▸ Requirement: Copy out each line of the data below in which "running" appears.
▬▬▬▬▬▬
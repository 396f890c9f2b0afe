use std::{sync::Arc, time::Duration};

use tokio::time::{Instant, interval_at};
use tokio_util::sync::CancellationToken;
use tracing::debug;

use super::observer::ObserverCore;

const TICK: Duration = Duration::from_secs(1);

/// Owns the single local decrement loop of an observer.
///
/// Every restart cancels the previous loop before spawning the next one, and each loop is bound
/// to a machine generation, so a loop that outlives its cancellation still cannot decrement.
pub(crate) struct LocalCountdownTicker {
    parent: CancellationToken,
    running: Option<CancellationToken>,
}

impl LocalCountdownTicker {
    pub(crate) fn new(parent: CancellationToken) -> Self {
        Self {
            parent,
            running: None,
        }
    }

    pub(crate) fn restart(&mut self, generation: u64, core: Arc<ObserverCore>) {
        self.stop();
        let cancel = self.parent.child_token();
        self.running = Some(cancel.clone());
        debug!(generation, "countdown ticker started");
        tokio::spawn(run(core, generation, cancel));
    }

    pub(crate) fn stop(&mut self) {
        if let Some(cancel) = self.running.take() {
            cancel.cancel();
        }
    }
}

impl Drop for LocalCountdownTicker {
    fn drop(&mut self) {
        self.stop();
    }
}

async fn run(core: Arc<ObserverCore>, generation: u64, cancel: CancellationToken) {
    let mut interval = interval_at(Instant::now() + TICK, TICK);
    loop {
        tokio::select! {
            biased;
            _ = cancel.cancelled() => break,
            _ = interval.tick() => {
                if !core.tick(generation).await {
                    break;
                }
            }
        }
    }
    debug!(generation, "countdown ticker stopped");
}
▬▬▬▬▬▬
▸ Exercise result:
    running: Option<CancellationToken>,
            running: None,
        self.running = Some(cancel.clone());
        if let Some(cancel) = self.running.take() {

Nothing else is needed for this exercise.